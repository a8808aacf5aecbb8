//! Where actions end up: synthesized key events and spawned commands.

use evdev::{uinput::VirtualDeviceBuilder, AttributeSet, EventType, InputEvent, Key};
use log::{debug, info, warn};
use std::{
    io,
    process::{Child, Command, Stdio},
};

/// Highest key code the input subsystem knows about
const KEY_MAX: u16 = 0x2ff;

pub trait Output {
    /// Queue a key press or release; written out by `flush`
    fn key(&mut self, key: Key, pressed: bool) -> io::Result<()>;
    fn flush(&mut self) -> io::Result<()>;
    /// Run commands one after the other, without waiting for them
    fn exec(&mut self, commands: &[String]) -> io::Result<()>;
    /// Done for good; nothing is written after this
    fn close(&mut self);
}

/// uinput keyboard plus `sh` for commands
pub struct SystemOutput {
    keyboard: Option<evdev::uinput::VirtualDevice>,
    pending: Vec<InputEvent>,
    children: Vec<(Child, String)>,
}

impl SystemOutput {
    /// Create the virtual keyboard. Without access to uinput, key actions do
    /// nothing but commands still run.
    pub fn new(name: &str) -> Self {
        let name = format!("{name}[{}]", std::process::id());

        let keyboard = match virtual_keyboard(&name) {
            Ok(keyboard) => {
                info!("created virtual keyboard {name}");
                Some(keyboard)
            }
            Err(e) => {
                warn!("failed to create virtual keyboard, key actions disabled: {e}");
                None
            }
        };

        SystemOutput {
            keyboard,
            pending: Vec::new(),
            children: Vec::new(),
        }
    }

    fn reap(&mut self) {
        self.children.retain_mut(|(child, command)| match child.try_wait() {
            Ok(None) => true,
            Ok(Some(status)) => {
                if !status.success() {
                    warn!("command '{command}' failed: {status}");
                }
                false
            }
            Err(e) => {
                warn!("command '{command}': {e}");
                false
            }
        });
    }
}

fn virtual_keyboard(name: &str) -> io::Result<evdev::uinput::VirtualDevice> {
    let mut keys = AttributeSet::<Key>::new();

    for code in 1..=KEY_MAX {
        keys.insert(Key::new(code));
    }

    VirtualDeviceBuilder::new()?
        .name(name)
        .with_keys(&keys)?
        .build()
}

impl Output for SystemOutput {
    fn key(&mut self, key: Key, pressed: bool) -> io::Result<()> {
        if self.keyboard.is_none() {
            debug!("no virtual keyboard, ignoring {key:?}");
            return Ok(());
        }

        self.pending
            .push(InputEvent::new(EventType::KEY, key.code(), i32::from(pressed)));

        Ok(())
    }

    fn flush(&mut self) -> io::Result<()> {
        self.reap();

        if self.pending.is_empty() {
            return Ok(());
        }

        let events = std::mem::take(&mut self.pending);

        match &mut self.keyboard {
            // emit() follows the events with a SYN_REPORT
            Some(keyboard) => keyboard.emit(&events),
            None => Ok(()),
        }
    }

    fn exec(&mut self, commands: &[String]) -> io::Result<()> {
        let script = commands.join("\n");

        debug!("running '{script}'");

        let child = Command::new("sh")
            .arg("-c")
            .arg(&script)
            .stdin(Stdio::null())
            .spawn()?;

        self.children.push((child, script));

        Ok(())
    }

    /// Destroy the virtual keyboard
    fn close(&mut self) {
        self.pending.clear();

        if self.keyboard.take().is_some() {
            debug!("virtual keyboard closed");
        }
    }
}

#[cfg(test)]
pub(crate) mod tests {
    use super::*;

    #[derive(Debug, Clone, PartialEq, Eq)]
    pub(crate) enum Emitted {
        Key(Key, bool),
        Flush,
        Exec(Vec<String>),
        Closed,
    }

    /// Remembers everything asked of it
    #[derive(Default)]
    pub(crate) struct Recorder {
        pub(crate) emitted: Vec<Emitted>,
    }

    impl Recorder {
        /// Everything but the flushes
        pub(crate) fn effects(&self) -> Vec<Emitted> {
            self.emitted
                .iter()
                .filter(|e| **e != Emitted::Flush)
                .cloned()
                .collect()
        }
    }

    impl Output for Recorder {
        fn key(&mut self, key: Key, pressed: bool) -> io::Result<()> {
            self.emitted.push(Emitted::Key(key, pressed));
            Ok(())
        }

        fn flush(&mut self) -> io::Result<()> {
            self.emitted.push(Emitted::Flush);
            Ok(())
        }

        fn exec(&mut self, commands: &[String]) -> io::Result<()> {
            self.emitted.push(Emitted::Exec(commands.to_vec()));
            Ok(())
        }

        fn close(&mut self) {
            self.emitted.push(Emitted::Closed);
        }
    }

    #[test]
    fn commands_run_in_order() {
        let dir = std::env::temp_dir().join(format!("evmapper-exec-{}", std::process::id()));
        std::fs::create_dir_all(&dir).unwrap();
        let log = dir.join("log");

        let mut output = SystemOutput {
            keyboard: None,
            pending: Vec::new(),
            children: Vec::new(),
        };

        output
            .exec(&[
                format!("echo one >> {}", log.display()),
                format!("echo two >> {}", log.display()),
            ])
            .unwrap();

        let (child, _) = &mut output.children[0];
        assert!(child.wait().unwrap().success());

        output.flush().unwrap();
        assert!(output.children.is_empty());

        let contents = std::fs::read_to_string(&log).unwrap();
        std::fs::remove_dir_all(&dir).unwrap();

        assert_eq!(contents, "one\ntwo\n");
    }

    #[test]
    fn keys_without_keyboard() {
        let mut output = SystemOutput {
            keyboard: None,
            pending: Vec::new(),
            children: Vec::new(),
        };

        output.key(Key::KEY_A, true).unwrap();
        assert!(output.pending.is_empty());
        output.flush().unwrap();
    }
}
//! Score queue container.
//!
//! A score is an ordered set of channels (insertion order is the
//! channel id), each channel an ordered sequence of chunk images.
//! Lock-step playback requires every channel to carry the same number
//! of chunks and every chunk to share one even width; [`validate`]
//! checks that contract up front so the decode loop can index freely.
//!
//! [`validate`]: ScoreQueue::validate

use crate::image::{PIANO_ROWS, PixelImage};
use crate::{Result, ScoreError};

/// Ordered channels of chunk images making up one score.
#[derive(Debug, Clone)]
pub struct ScoreQueue<I> {
    channels: Vec<Vec<I>>,
}

impl<I> Default for ScoreQueue<I> {
    fn default() -> Self {
        ScoreQueue { channels: Vec::new() }
    }
}

impl<I: PixelImage> ScoreQueue<I> {
    /// Create an empty queue.
    pub fn new() -> Self {
        ScoreQueue { channels: Vec::new() }
    }

    /// Build a queue from pre-assembled channels.
    pub fn from_channels(channels: Vec<Vec<I>>) -> Self {
        ScoreQueue { channels }
    }

    /// Append one channel (a sequence of chunk images).
    pub fn push_channel(&mut self, chunks: Vec<I>) {
        self.channels.push(chunks);
    }

    /// Number of channels.
    pub fn channel_count(&self) -> usize {
        self.channels.len()
    }

    /// Number of chunks per channel, taken from the first channel.
    pub fn chunk_count(&self) -> usize {
        self.channels.first().map_or(0, Vec::len)
    }

    /// Chunk width in pixels, taken from the first chunk of the first
    /// channel. Zero for an empty queue.
    pub fn width(&self) -> u32 {
        self.channels
            .first()
            .and_then(|chunks| chunks.first())
            .map_or(0, PixelImage::width)
    }

    /// True when there is nothing to play (no channels or no chunks).
    pub fn is_empty(&self) -> bool {
        self.chunk_count() == 0
    }

    /// Chunk `chunk` of channel `channel`, if present.
    pub fn chunk(&self, channel: usize, chunk: usize) -> Option<&I> {
        self.channels.get(channel).and_then(|chunks| chunks.get(chunk))
    }

    /// Iterate over channels in queue order.
    pub fn channels(&self) -> impl Iterator<Item = &[I]> {
        self.channels.iter().map(Vec::as_slice)
    }

    /// Mutable access to the channel storage.
    ///
    /// The queue is live: hosts may rewrite chunks between scheduling
    /// steps and the player picks the change up on the next step. The
    /// layout contract is re-checked only at `play()`, so edits that
    /// break it mid-run are the host's responsibility.
    pub fn channels_mut(&mut self) -> &mut Vec<Vec<I>> {
        &mut self.channels
    }

    /// Check the layout contract.
    ///
    /// An empty queue (no channels, or channels with no chunks at all)
    /// is valid and plays as a no-op. Otherwise every chunk must be
    /// [`PIANO_ROWS`] tall and share one even, non-zero width, and
    /// every channel must hold the same number of chunks.
    pub fn validate(&self) -> Result<()> {
        if self.channels.is_empty() {
            return Ok(());
        }

        let expected_chunks = self.channels[0].len();
        let expected_width = self.width();

        for (channel, chunks) in self.channels.iter().enumerate() {
            if chunks.len() != expected_chunks {
                return Err(ScoreError::RaggedChannels {
                    channel,
                    chunks: chunks.len(),
                    expected: expected_chunks,
                });
            }
            for (chunk, image) in chunks.iter().enumerate() {
                let width = image.width();
                if width == 0 {
                    return Err(ScoreError::ZeroWidth { channel, chunk });
                }
                if width % 2 != 0 {
                    return Err(ScoreError::OddWidth { channel, chunk, width });
                }
                if width != expected_width {
                    return Err(ScoreError::WidthMismatch {
                        channel,
                        chunk,
                        width,
                        expected: expected_width,
                    });
                }
                let height = image.height();
                if height != PIANO_ROWS {
                    return Err(ScoreError::BadHeight {
                        channel,
                        chunk,
                        height,
                        expected: PIANO_ROWS,
                    });
                }
            }
        }
        Ok(())
    }
}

════════════════════

▶ [DIRECTIONS]: Among the entries above, how many lines have the string "crate" in them? Only the number should be given.

▶ [OUTPUT OF THE TASK]: 7